Reflections of a Data Scientist: (R) Analysis of Variance

In this article, we will discuss ANOVA, specifically, when its usage is appropriate, and how it can be utilized within R. This will likely be the final article of the current series of entries pertaining to The R Programming Language. Subsequent articles will discuss concepts and usage of software within the SPSS platform.

ANOVA is an abbreviation that represents a method known as The Analysis of Variance.

There are few terms that are specific to ANOVA, those are:

Way – Which refers to an independent variable within the ANOVA model.

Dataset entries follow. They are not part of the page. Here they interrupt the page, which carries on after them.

//! Config command - show and change the ledger rates

use anyhow::Result;
use clap::Subcommand;
use colored::Colorize;
use rust_decimal::Decimal;
use serde::Serialize;

use bankline_core::config::{Config, FEE_RATE_ENV, INTEREST_RATE_ENV};
use bankline_core::Error;

use super::{emit, get_bankline_dir, get_context, parse_amount};
use crate::output;

#[derive(Subcommand)]
pub enum ConfigCommands {
    /// Show the rates in effect, including environment overrides
    Show {
        /// Output as JSON
        #[arg(long)]
        json: bool,
    },
    /// Store new rates in settings.json
    Set {
        /// Savings interest rate (0.05 is 5%)
        #[arg(long, allow_hyphen_values = true)]
        interest_rate: Option<String>,
        /// Checking maintenance fee rate (0.10 is 10%)
        #[arg(long, allow_hyphen_values = true)]
        fee_rate: Option<String>,
        /// Output as JSON
        #[arg(long)]
        json: bool,
    },
}

#[derive(Debug, Serialize)]
struct RatesView {
    savings_interest_rate: Decimal,
    checking_fee_rate: Decimal,
    interest_rate_overridden: bool,
    fee_rate_overridden: bool,
}

fn overridden(name: &str) -> bool {
    std::env::var(name).map(|v| !v.trim().is_empty()).unwrap_or(false)
}

/// Parse a rate argument; rates are never negative
fn parse_rate(raw: &str) -> Result<Decimal> {
    let rate = parse_amount(raw)?;
    if rate < Decimal::ZERO {
        return Err(Error::validation("rates cannot be negative").into());
    }
    Ok(rate)
}

pub fn run(command: ConfigCommands) -> Result<()> {
    match command {
        ConfigCommands::Show { json } => run_show(json),
        ConfigCommands::Set {
            interest_rate,
            fee_rate,
            json,
        } => run_set(interest_rate.as_deref(), fee_rate.as_deref(), json),
    }
}

fn run_show(json: bool) -> Result<()> {
    let ctx = get_context()?;
    let ledger = ctx.account_service.ledger();

    let view = RatesView {
        savings_interest_rate: ledger.savings_interest_rate(),
        checking_fee_rate: ledger.checking_fee_rate(),
        interest_rate_overridden: overridden(INTEREST_RATE_ENV),
        fee_rate_overridden: overridden(FEE_RATE_ENV),
    };

    emit(view, json, |view| {
        println!("{}", "Ledger Rates".bold());
        let mut table = output::create_table();
        table.add_row(vec![
            "Savings interest rate".to_string(),
            rate_label(
                view.savings_interest_rate,
                view.interest_rate_overridden,
                INTEREST_RATE_ENV,
            ),
        ]);
        table.add_row(vec![
            "Checking fee rate".to_string(),
            rate_label(view.checking_fee_rate, view.fee_rate_overridden, FEE_RATE_ENV),
        ]);
        println!("{}", table);
    })
}

fn rate_label(rate: Decimal, overridden: bool, env: &str) -> String {
    if overridden {
        format!("{} {}", rate, format!("(from {})", env).dimmed())
    } else {
        rate.to_string()
    }
}

fn run_set(interest_rate: Option<&str>, fee_rate: Option<&str>, json: bool) -> Result<()> {
    if interest_rate.is_none() && fee_rate.is_none() {
        return Err(Error::validation("nothing to set; pass --interest-rate or --fee-rate").into());
    }
    let interest_rate = interest_rate.map(parse_rate).transpose()?;
    let fee_rate = fee_rate.map(parse_rate).transpose()?;

    let bankline_dir = get_bankline_dir()?;
    std::fs::create_dir_all(&bankline_dir)?;

    let mut config = Config::load_stored(&bankline_dir)?;
    if let Some(rate) = interest_rate {
        config.savings_interest_rate = rate;
    }
    if let Some(rate) = fee_rate {
        config.checking_fee_rate = rate;
    }
    config.save(&bankline_dir)?;

    let view = RatesView {
        savings_interest_rate: config.savings_interest_rate,
        checking_fee_rate: config.checking_fee_rate,
        interest_rate_overridden: overridden(INTEREST_RATE_ENV),
        fee_rate_overridden: overridden(FEE_RATE_ENV),
    };

    emit(view, json, |view| {
        output::success("Rates saved");
        println!("  Savings interest rate: {}", view.savings_interest_rate);
        println!("  Checking fee rate: {}", view.checking_fee_rate);
        if view.interest_rate_overridden || view.fee_rate_overridden {
            output::warning("An environment override is set and takes precedence");
        }
    })
}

Factor – Another term which refers to an independent variable.

Level – The category of an independent variable within the ANOVA model.

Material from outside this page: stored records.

//! Logging service - structured event logging to DuckDB
//!
//! Provides a privacy-safe logging system that stores events in logs.duckdb.
//! No user data (holder names, balances, amounts) is ever logged; account
//! operations are recorded by name and outcome only.

use std::path::{Path, PathBuf};
use std::sync::atomic::{AtomicU64, Ordering};
use std::sync::{Mutex, MutexGuard};
use std::time::{SystemTime, UNIX_EPOCH};

use anyhow::{anyhow, Result};
use duckdb::Connection;
use serde::{Deserialize, Serialize};

use crate::domain::result::Error;
use crate::log_migrations::LOG_MIGRATIONS;
use crate::services::MigrationService;

const LOG_COLUMNS: &str = "id, timestamp, entry_point, app_version, platform,
                           event, operation, command, error_kind, error_message, error_details";

/// Counter for generating unique IDs within the same millisecond
static ID_COUNTER: AtomicU64 = AtomicU64::new(0);

/// Generate a unique ID based on timestamp + counter
fn generate_id() -> u64 {
    // Lower 16 bits hold the counter (65536 unique IDs per millisecond)
    let counter = ID_COUNTER.fetch_add(1, Ordering::Relaxed) & 0xFFFF;
    ((now_ms() as u64) << 16) | counter
}

/// Get current unix timestamp in milliseconds
fn now_ms() -> i64 {
    SystemTime::now()
        .duration_since(UNIX_EPOCH)
        .map(|d| d.as_millis() as i64)
        .unwrap_or_default()
}

/// Detect the current platform
fn detect_platform() -> &'static str {
    if cfg!(target_os = "macos") {
        "macos"
    } else if cfg!(target_os = "windows") {
        "windows"
    } else if cfg!(target_os = "linux") {
        "linux"
    } else {
        "unknown"
    }
}

/// Entry point for the application
#[derive(Debug, Clone, Copy, PartialEq, Eq, Serialize, Deserialize)]
#[serde(rename_all = "lowercase")]
pub enum EntryPoint {
    Cli,
}

impl EntryPoint {
    fn as_str(&self) -> &'static str {
        match self {
            EntryPoint::Cli => "cli",
        }
    }
}

/// A log event to be recorded
#[derive(Debug, Clone, Default, Serialize, Deserialize)]
pub struct LogEvent {
    pub event: String,
    #[serde(skip_serializing_if = "Option::is_none")]
    pub operation: Option<String>,
    #[serde(skip_serializing_if = "Option::is_none")]
    pub command: Option<String>,
    #[serde(skip_serializing_if = "Option::is_none")]
    pub error_kind: Option<String>,
    #[serde(skip_serializing_if = "Option::is_none")]
    pub error_message: Option<String>,
    #[serde(skip_serializing_if = "Option::is_none")]
    pub error_details: Option<String>,
}

impl LogEvent {
    /// Create a new log event with just an event name
    pub fn new(event: impl Into<String>) -> Self {
        Self {
            event: event.into(),
            ..Self::default()
        }
    }

    /// Set the ledger operation (deposit, withdraw, interest, ...)
    pub fn with_operation(mut self, operation: impl Into<String>) -> Self {
        self.operation = Some(operation.into());
        self
    }

    /// Set the command context (for CLI events)
    pub fn with_command(mut self, command: impl Into<String>) -> Self {
        self.command = Some(command.into());
        self
    }

    /// Set error information
    pub fn with_error(mut self, message: impl Into<String>) -> Self {
        self.error_message = Some(message.into());
        self
    }

    /// Set error kind and message from a core error
    ///
    /// Only the kind is recorded. Core messages can carry amounts, balances,
    /// holder names and raw command-line input.
    pub fn with_core_error(mut self, error: &Error) -> Self {
        let kind = error.kind().as_str().to_string();
        self.error_kind = Some(kind.clone());
        self.error_message = Some(kind);
        self
    }

    /// Set error details (stack trace, additional context)
    pub fn with_error_details(mut self, details: impl Into<String>) -> Self {
        self.error_details = Some(details.into());
        self
    }
}

/// A log entry as stored in the database
#[derive(Debug, Clone, Serialize, Deserialize)]
pub struct LogEntry {
    pub id: u64,
    pub timestamp: i64,
    pub entry_point: String,
    pub app_version: String,
    pub platform: String,
    pub event: String,
    pub operation: Option<String>,
    pub command: Option<String>,
    pub error_kind: Option<String>,
    pub error_message: Option<String>,
    pub error_details: Option<String>,
}

impl LogEntry {
    fn from_row(row: &duckdb::Row) -> duckdb::Result<Self> {
        Ok(LogEntry {
            id: row.get(0)?,
            timestamp: row.get(1)?,
            entry_point: row.get(2)?,
            app_version: row.get(3)?,
            platform: row.get(4)?,
            event: row.get(5)?,
            operation: row.get(6)?,
            command: row.get(7)?,
            error_kind: row.get(8)?,
            error_message: row.get(9)?,
            error_details: row.get(10)?,
        })
    }
}

/// Aggregate view of the log database
#[derive(Debug, Clone, Serialize)]
pub struct LogStats {
    pub total: u64,
    pub errors: u64,
    pub oldest_timestamp: Option<i64>,
    pub newest_timestamp: Option<i64>,
    /// Event name and count, most frequent first
    pub by_event: Vec<(String, u64)>,
}

/// Service for structured event logging
///
/// This service manages the logs.duckdb database and provides methods
/// for logging events and querying the log history.
pub struct LoggingService {
    conn: Mutex<Connection>,
    db_path: PathBuf,
    entry_point: EntryPoint,
    app_version: String,
    platform: &'static str,
}

impl LoggingService {
    /// Create a new logging service
    ///
    /// Opens or creates logs.duckdb in the bankline directory and runs
    /// any pending migrations.
    pub fn new(
        bankline_dir: &Path,
        entry_point: EntryPoint,
        app_version: impl Into<String>,
    ) -> Result<Self> {
        let db_path = bankline_dir.join("logs.duckdb");
        let conn = Connection::open(&db_path)?;

        let service = Self {
            conn: Mutex::new(conn),
            db_path,
            entry_point,
            app_version: app_version.into(),
            platform: detect_platform(),
        };

        {
            let conn = service.conn()?;
            MigrationService::new(&conn, LOG_MIGRATIONS).run_pending()?;
        }

        Ok(service)
    }

    fn conn(&self) -> Result<MutexGuard<'_, Connection>> {
        self.conn.lock().map_err(|e| anyhow!("Lock poisoned: {}", e))
    }

    /// Log an event
    ///
    /// The entry_point, app_version, and platform are automatically added
    /// from the service configuration.
    pub fn log(&self, event: LogEvent) -> Result<()> {
        let conn = self.conn()?;

        conn.execute(
            r#"
            INSERT INTO sys_logs (
                id, timestamp, entry_point, app_version, platform,
                event, operation, command, error_kind, error_message, error_details
            ) VALUES (?, ?, ?, ?, ?, ?, ?, ?, ?, ?, ?)
            "#,
            duckdb::params![
                generate_id(),
                now_ms(),
                self.entry_point.as_str(),
                &self.app_version,
                self.platform,
                &event.event,
                &event.operation,
                &event.command,
                &event.error_kind,
                &event.error_message,
                &event.error_details,
            ],
        )?;

        Ok(())
    }

    /// Query recent log entries, newest first
    pub fn get_recent(&self, limit: usize) -> Result<Vec<LogEntry>> {
        self.query_entries("", limit)
    }

    /// Query log entries with errors, newest first
    pub fn get_errors(&self, limit: usize) -> Result<Vec<LogEntry>> {
        self.query_entries("WHERE error_message IS NOT NULL", limit)
    }

    fn query_entries(&self, filter: &str, limit: usize) -> Result<Vec<LogEntry>> {
        let conn = self.conn()?;
        let sql = format!(
            "SELECT {} FROM sys_logs {} ORDER BY timestamp DESC, id DESC LIMIT ?",
            LOG_COLUMNS, filter
        );
        let mut stmt = conn.prepare(&sql)?;
        let entries = stmt
            .query_map([limit as i64], LogEntry::from_row)?
            .collect::<duckdb::Result<Vec<_>>>()?;
        Ok(entries)
    }

    /// Totals, error count, time range and per-event counts
    pub fn stats(&self) -> Result<LogStats> {
        let conn = self.conn()?;

        let (total, errors, oldest_timestamp, newest_timestamp): (
            u64,
            u64,
            Option<i64>,
            Option<i64>,
        ) = conn.query_row(
            "SELECT COUNT(*),
                    COUNT(*) FILTER (WHERE error_message IS NOT NULL),
                    MIN(timestamp),
                    MAX(timestamp)
             FROM sys_logs",
            [],
            |row| Ok((row.get(0)?, row.get(1)?, row.get(2)?, row.get(3)?)),
        )?;

        let mut stmt = conn.prepare(
            "SELECT event, COUNT(*) AS n FROM sys_logs GROUP BY event ORDER BY n DESC, event",
        )?;
        let by_event = stmt
            .query_map([], |row| Ok((row.get(0)?, row.get(1)?)))?
            .collect::<duckdb::Result<Vec<(String, u64)>>>()?;

        Ok(LogStats {
            total,
            errors,
            oldest_timestamp,
            newest_timestamp,
            by_event,
        })
    }

    /// Delete logs older than the specified timestamp (unix ms)
    pub fn delete_before(&self, timestamp_ms: i64) -> Result<u64> {
        let conn = self.conn()?;
        let deleted = conn.execute("DELETE FROM sys_logs WHERE timestamp < ?", [timestamp_ms])?;
        Ok(deleted as u64)
    }

    /// Delete logs older than `days` days; everything when `days` is zero
    pub fn delete_older_than_days(&self, days: u32) -> Result<u64> {
        let cutoff = if days == 0 {
            i64::MAX
        } else {
            now_ms() - i64::from(days) * 24 * 60 * 60 * 1000
        };
        self.delete_before(cutoff)
    }

    /// Export logs to a file for troubleshooting
    ///
    /// Creates a copy of the logs database that can be sent for analysis.
    pub fn export(&self, output_path: &Path) -> Result<PathBuf> {
        let conn = self.conn()?;

        // Force checkpoint to ensure all data is written
        conn.execute("CHECKPOINT", [])?;

        std::fs::copy(&self.db_path, output_path)?;

        Ok(output_path.to_path_buf())
    }

    /// Get the path to the logs database
    pub fn db_path(&self) -> &Path {
        &self.db_path
    }
}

ANOVA is used to compare the variances of various sample groups against one another. In many ways it is similar to a t-test, however, ANOVA allows for multiple group comparisons. This differs from the t-test, which only allows for one single group to be compared to another single group.

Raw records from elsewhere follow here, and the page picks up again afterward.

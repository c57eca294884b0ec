//! Doctor service - database health checks

use std::collections::HashMap;
use std::sync::Arc;

use anyhow::Result;
use rust_decimal::Decimal;
use serde::Serialize;
use serde_json::json;

use crate::adapters::duckdb::DuckDbRepository;
use crate::domain::AccountType;
use crate::ports::AccountRepository;

/// Doctor service for health checks
pub struct DoctorService {
    repository: Arc<DuckDbRepository>,
}

impl DoctorService {
    pub fn new(repository: Arc<DuckDbRepository>) -> Self {
        Self { repository }
    }

    /// Run all health checks
    ///
    /// Works on raw rows so that broken data is reported rather than
    /// rejected on load.
    pub fn run_checks(&self) -> Result<DoctorResult> {
        let mut checks = HashMap::new();
        let accounts = self.repository.list_accounts()?;

        // Orphaned transactions
        let orphaned = self.repository.find_orphaned_transactions()?;
        let orphan_details: Vec<serde_json::Value> = orphaned
            .iter()
            .map(|(tx_id, account_id)| {
                json!({
                    "transaction_id": tx_id,
                    "account_id": account_id
                })
            })
            .collect();
        checks.insert(
            "orphaned_transactions".to_string(),
            CheckResult::from_findings(
                orphan_details,
                "error",
                "No orphaned transactions found",
                |n| format!("{} transaction(s) reference missing accounts", n),
            ),
        );

        // Unknown account types
        let unknown: Vec<serde_json::Value> = accounts
            .iter()
            .filter(|a| a.account_type.parse::<AccountType>().is_err())
            .map(|a| json!({"account_id": a.id, "account_type": a.account_type}))
            .collect();
        checks.insert(
            "unknown_account_types".to_string(),
            CheckResult::from_findings(
                unknown,
                "error",
                "All accounts have a known type",
                |n| format!("{} account(s) have an unknown type", n),
            ),
        );

        // Balance floor: savings never below zero, checking never below -overdraft
        let below_floor: Vec<serde_json::Value> = accounts
            .iter()
            .filter_map(|a| {
                let floor = match a.account_type.parse::<AccountType>().ok()? {
                    AccountType::Checking => -a.overdraft_limit,
                    AccountType::Savings => Decimal::ZERO,
                };
                (a.balance < floor).then(|| {
                    json!({
                        "account_id": a.id,
                        "balance": a.balance,
                        "floor": floor
                    })
                })
            })
            .collect();
        checks.insert(
            "balance_floor".to_string(),
            CheckResult::from_findings(
                below_floor,
                "error",
                "All balances respect their account limits",
                |n| format!("{} account(s) are below their balance floor", n),
            ),
        );

        // Stored balance vs. sum of the transaction log
        let mut mismatches = Vec::new();
        for account in &accounts {
            let transactions = self.repository.list_transactions(account.id)?;
            let logged = transactions
                .iter()
                .try_fold(Decimal::ZERO, |acc, t| acc.checked_add(t.signed_amount()));
            match logged {
                Some(sum) if sum == account.balance => {}
                other => mismatches.push(json!({
                    "account_id": account.id,
                    "balance": account.balance,
                    "transaction_sum": other,
                    "transaction_count": transactions.len()
                })),
            }
        }
        checks.insert(
            "balance_reconciliation".to_string(),
            CheckResult::from_findings(
                mismatches,
                "warning",
                "All balances match their transaction history",
                |n| format!("{} account(s) differ from their transaction history", n),
            ),
        );

        // Calculate summary
        let passed = checks.values().filter(|c| c.status == "pass").count() as i64;
        let warnings = checks.values().filter(|c| c.status == "warning").count() as i64;
        let errors = checks.values().filter(|c| c.status == "error").count() as i64;

        Ok(DoctorResult {
            checks,
            summary: DoctorSummary {
                passed,
                warnings,
                errors,
            },
        })
    }
}

#[derive(Debug, Serialize)]
pub struct DoctorResult {
    pub checks: HashMap<String, CheckResult>,
    pub summary: DoctorSummary,
}

#[derive(Debug, Serialize)]
pub struct CheckResult {
    pub status: String,
    pub message: String,
    #[serde(skip_serializing_if = "Option::is_none")]
    pub details: Option<Vec<serde_json::Value>>,
}

impl CheckResult {
    fn from_findings(
        findings: Vec<serde_json::Value>,
        failing_status: &str,
        pass_message: &str,
        fail_message: impl Fn(usize) -> String,
    ) -> Self {
        if findings.is_empty() {
            return Self {
                status: "pass".to_string(),
                message: pass_message.to_string(),
                details: None,
            };
        }
        Self {
            status: failing_status.to_string(),
            message: fail_message(findings.len()),
            details: Some(findings),
        }
    }
}

#[derive(Debug, Serialize)]
pub struct DoctorSummary {
    pub passed: i64,
    pub warnings: i64,
    pub errors: i64,
}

A post-hoc test is often performed after ANOVA has been calculated. We will discuss this topic in a different article. A post-hoc test is used to further investigate data sample similarities and is utilized when the ANOVA model returns certain results.

Like the t-test, there are different variations of the ANOVA model that are applicable depending on the data being analyzed. We will review three common ANOVA application as they pertain to various data types. The analyzation of the output of the model data is performed through the utilization of the F-Test. For a detailed description of the F-Test, and what conclusions it provides, please refer to the pervious article.

One Way ANOVA

As a reminder, Way, in this scenario, is referring to a single independent variable.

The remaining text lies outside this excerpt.